# EXERCISE OBJECTIVE
From the entries, copy out every line in which the word "only" is found.

# DATA FOR REVIEW

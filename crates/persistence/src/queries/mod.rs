// Copyright (C) 2026 The Volley Stats Contributors
// Use of this source code is governed by an MIT-style
// license that can be found in the LICENSE file or at
// https://opensource.org/licenses/MIT.

//! Query modules for the persistence layer.
//!
//! This module contains all read-only queries.
//!
//! ## Module Organization
//!
//! - `teams`: Team lookups
//! - `players`: Roster queries
//! - `matches`: Match lookups and the match list
//! - `sets`: Set lookups and set numbering
//! - `actions`: Action lookups, per-set/per-match history

pub mod actions;
pub mod matches;
pub mod players;
pub mod sets;
pub mod teams;

pub use actions::{action_history, find_action, list_match_actions, list_set_actions};
pub use matches::{get_match, list_matches};
pub use players::{get_player, list_players, list_team_players};
pub use sets::{get_set, latest_match_set, list_match_sets, max_set_number};
pub use teams::{find_team_by_name, get_team, list_teams};
// Copyright (C) 2026 The Volley Stats Contributors
// Use of this source code is governed by an MIT-style
// license that can be found in the LICENSE file or at
// https://opensource.org/licenses/MIT.

use std::path::PathBuf;

use clap::{Args as ClapArgs, Parser, Subcommand};

/// Volley Stats - records volleyball match actions and reports player statistics
#[derive(Parser, Debug)]
#[command(name = "volley-stats", author, version, about, long_about = None)]
pub struct Args {
    /// Directory holding the statistics database (`stats.db`). Created if missing.
    #[arg(
        long,
        env = "VOLLEY_STATS_DATA_DIR",
        default_value = "data",
        conflicts_with = "in_memory"
    )]
    pub data_dir: PathBuf,

    /// Use a throwaway in-memory database instead of the data directory
    #[arg(long)]
    pub in_memory: bool,

    #[command(subcommand)]
    pub command: Command,
}

#[derive(Subcommand, Debug, Clone, PartialEq, Eq)]
pub enum Command {
    /// Manage teams
    #[command(subcommand)]
    Team(TeamCommand),

    /// Manage players
    #[command(subcommand)]
    Player(PlayerCommand),

    /// Start, list or close matches
    #[command(subcommand)]
    Match(MatchCommand),

    /// Open the next set or rebuild a set's score
    #[command(subcommand)]
    Set(SetCommand),

    /// Record one action in the current set of a match
    Record(RecordArgs),

    /// Correct or remove a recorded action
    #[command(subcommand)]
    Action(ActionCommand),

    /// Show the most recent actions of a match
    History {
        match_id: i64,

        /// Number of entries to show
        #[arg(short, long, default_value_t = 20)]
        limit: i64,
    },

    /// Show the current set and score of a match
    Score { match_id: i64 },

    /// Show the statistics report of a match
    Report {
        match_id: i64,

        /// Print the report as JSON
        #[arg(long)]
        json: bool,
    },

    /// Write the statistics report of a match to a CSV file
    Export { match_id: i64, output: PathBuf },
}

#[derive(Subcommand, Debug, Clone, PartialEq, Eq)]
pub enum TeamCommand {
    /// Create a team
    Add { name: String },
    /// List teams by name
    List,
}

#[derive(Subcommand, Debug, Clone, PartialEq, Eq)]
pub enum PlayerCommand {
    /// Register a player
    Add {
        name: String,
        #[arg(short, long)]
        jersey: Option<i32>,
        #[arg(short, long)]
        position: Option<String>,
        #[arg(short, long)]
        team: Option<i64>,
    },
    /// Replace a player's name, jersey number and position
    Edit {
        player_id: i64,
        name: String,
        #[arg(short, long)]
        jersey: Option<i32>,
        #[arg(short, long)]
        position: Option<String>,
    },
    /// Move a player to a team, or release them when no team is given
    Assign {
        player_id: i64,
        #[arg(short, long)]
        team: Option<i64>,
    },
    /// List players, optionally only one team's
    List {
        #[arg(short, long)]
        team: Option<i64>,
    },
}

#[derive(Subcommand, Debug, Clone, PartialEq, Eq)]
pub enum MatchCommand {
    /// Start a match for our team against a named opponent
    Start {
        /// Our team's id
        #[arg(short, long)]
        team: i64,
        opponent: String,
    },
    /// List matches, newest first
    List,
    /// Close a match
    End { match_id: i64 },
}

#[derive(Subcommand, Debug, Clone, Copy, PartialEq, Eq)]
pub enum SetCommand {
    /// Open the next set of a match
    Next { match_id: i64 },
    /// Rebuild a set's score from its actions
    Recompute { set_id: i64 },
}

#[derive(ClapArgs, Debug, Clone, PartialEq, Eq)]
pub struct RecordArgs {
    pub match_id: i64,

    /// Action category (set, attack, serve, block, cover, our_point)
    pub category: String,

    /// Executing player; omit for team actions
    #[arg(short, long)]
    pub player: Option<i64>,

    /// Result code for the category
    #[arg(short, long)]
    pub result: Option<String>,

    /// Set target (sets only)
    #[arg(short, long)]
    pub target: Option<i64>,

    /// Point detail deciding who won the rally
    #[arg(short, long)]
    pub detail: Option<String>,
}

#[derive(Subcommand, Debug, Clone, PartialEq, Eq)]
pub enum ActionCommand {
    /// Replace an action's executor, result and target
    Edit {
        action_id: i64,
        #[arg(short, long)]
        player: Option<i64>,
        #[arg(short, long)]
        result: Option<String>,
        #[arg(short, long)]
        target: Option<i64>,
    },
    /// Delete an action
    Delete { action_id: i64 },
}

# RESPONSE TO THE TASK
//! This module contains all read-only queries.
    /// List players, optionally only one team's
    /// Set target (sets only)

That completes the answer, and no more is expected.